TASK INSTRUCTIONS »
Pick out all lines with the word "today" from the records that follow.

(Items listed in a dataset)

//! Read-only dealer rollups over active accounts and units, recomputed on every request.

use std::sync::Arc;

use axum::{
    extract::{Query, State},
    routing::get,
    Json, Router,
};
use chrono::NaiveDate;
use rust_decimal::Decimal;
use serde::{Deserialize, Serialize};

use crate::alerts::{AlertInbox, AlertStore, SeverityCounts};
use crate::clock::Clock;
use crate::error::AppError;
use crate::finance::{self, AgingStatus, CurtailmentStatus, RatedBalance};
use crate::ledger::domain::{AccountId, AccountStatus, DealerId};
use crate::ledger::service::{FloorPlanLedger, LedgerError};
use crate::ledger::store::LedgerStore;

#[derive(Debug, Clone, Copy, Default, PartialEq, Eq, Serialize)]
pub struct AgingBreakdown {
    pub healthy: usize,
    pub warning: usize,
    pub critical: usize,
}

/// One credit line's share of the dashboard.
#[derive(Debug, Clone, PartialEq, Serialize)]
pub struct AccountRollup {
    pub account_id: AccountId,
    pub provider_name: String,
    pub credit_limit: Decimal,
    pub available_credit: Decimal,
    pub utilization: Decimal,
    pub units_floored: usize,
    pub current_balance: Decimal,
}

#[derive(Debug, Clone, PartialEq, Serialize)]
pub struct DashboardSummary {
    pub dealer_id: DealerId,
    pub as_of: NaiveDate,
    pub total_credit_limit: Decimal,
    pub total_available_credit: Decimal,
    pub total_current_balance: Decimal,
    pub total_floored_principal: Decimal,
    pub credit_utilization: Decimal,
    pub units_floored: usize,
    pub units_past_due: usize,
    /// Units whose next curtailment is due today or within the upcoming window.
    pub upcoming_curtailments: usize,
    pub unpaid_interest: Decimal,
    pub monthly_interest_estimate: Decimal,
    pub aging: AgingBreakdown,
    pub alerts: SeverityCounts,
    pub accounts: Vec<AccountRollup>,
}

pub struct DashboardAggregator<S, C, A> {
    ledger: FloorPlanLedger<S, C>,
    inbox: AlertInbox<A>,
}

impl<S, C, A> Clone for DashboardAggregator<S, C, A> {
    fn clone(&self) -> Self {
        Self {
            ledger: self.ledger.clone(),
            inbox: self.inbox.clone(),
        }
    }
}

impl<S, C, A> DashboardAggregator<S, C, A>
where
    S: LedgerStore + 'static,
    C: Clock + 'static,
    A: AlertStore + 'static,
{
    pub fn new(ledger: FloorPlanLedger<S, C>, inbox: AlertInbox<A>) -> Self {
        Self { ledger, inbox }
    }

    pub fn summary(&self, dealer_id: &DealerId) -> Result<DashboardSummary, AppError> {
        let today = self.ledger.today();
        let accounts = self
            .ledger
            .accounts(Some(dealer_id), Some(AccountStatus::Active))?;
        let units = self.ledger.floored_units(Some(dealer_id))?;
        let alerts = self.inbox.severity_counts(dealer_id)?;

        let mut summary = DashboardSummary {
            dealer_id: dealer_id.clone(),
            as_of: today,
            total_credit_limit: Decimal::ZERO,
            total_available_credit: Decimal::ZERO,
            total_current_balance: Decimal::ZERO,
            total_floored_principal: Decimal::ZERO,
            credit_utilization: Decimal::ZERO,
            units_floored: units.len(),
            units_past_due: 0,
            upcoming_curtailments: 0,
            unpaid_interest: Decimal::ZERO,
            monthly_interest_estimate: Decimal::ZERO,
            aging: AgingBreakdown::default(),
            alerts,
            accounts: Vec::with_capacity(accounts.len()),
        };

        for entry in &accounts {
            let account = &entry.account;
            summary.total_credit_limit += account.credit_limit;
            summary.total_available_credit += account.available_credit;
            let on_account = units
                .iter()
                .filter(|floored| floored.unit.account_id == account.id);
            summary.accounts.push(AccountRollup {
                account_id: account.id,
                provider_name: entry.provider_name.clone(),
                credit_limit: account.credit_limit,
                available_credit: account.available_credit,
                utilization: account.utilization(),
                units_floored: on_account.clone().count(),
                current_balance: on_account.map(|floored| floored.unit.current_balance).sum(),
            });
        }
        summary.credit_utilization = finance::credit_utilization(
            summary.total_credit_limit,
            summary.total_available_credit,
        );

        for floored in &units {
            let unit = &floored.unit;
            summary.total_current_balance += unit.current_balance;
            summary.total_floored_principal += unit.floor_amount;
            summary.unpaid_interest += unit.unpaid_interest();
            match unit.curtailment_status(today) {
                Some(CurtailmentStatus::PastDue) => summary.units_past_due += 1,
                Some(CurtailmentStatus::Due | CurtailmentStatus::Upcoming) => {
                    summary.upcoming_curtailments += 1
                }
                _ if unit.is_past_due => summary.units_past_due += 1,
                _ => {}
            }
            match unit.aging_status(today) {
                AgingStatus::Healthy => summary.aging.healthy += 1,
                AgingStatus::Warning => summary.aging.warning += 1,
                AgingStatus::Critical => summary.aging.critical += 1,
            }
        }
        summary.monthly_interest_estimate =
            finance::monthly_interest_estimate(units.iter().map(|floored| RatedBalance {
                balance: floored.unit.current_balance,
                annual_rate_percent: floored.account.interest_rate,
            }));

        Ok(summary)
    }
}

#[derive(Debug, Deserialize)]
pub struct DashboardQuery {
    pub dealer_id: String,
}

pub fn dashboard_router<S, C, A>(aggregator: Arc<DashboardAggregator<S, C, A>>) -> Router
where
    S: LedgerStore + 'static,
    C: Clock + 'static,
    A: AlertStore + 'static,
{
    Router::new()
        .route(
            "/api/v1/floor-plans/dashboard",
            get(dashboard_handler::<S, C, A>),
        )
        .with_state(aggregator)
}

async fn dashboard_handler<S, C, A>(
    State(aggregator): State<Arc<DashboardAggregator<S, C, A>>>,
    Query(query): Query<DashboardQuery>,
) -> Result<Json<DashboardSummary>, AppError>
where
    S: LedgerStore + 'static,
    C: Clock + 'static,
    A: AlertStore + 'static,
{
    if query.dealer_id.trim().is_empty() {
        return Err(LedgerError::Validation("dealer_id is required".to_string()).into());
    }
    Ok(Json(aggregator.summary(&DealerId(query.dealer_id))?))
}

RESPONSE BOX »
    /// Units whose next curtailment is due today or within the upcoming window.
        let today = self.ledger.today();
            as_of: today,
            match unit.curtailment_status(today) {
            match unit.aging_status(today) {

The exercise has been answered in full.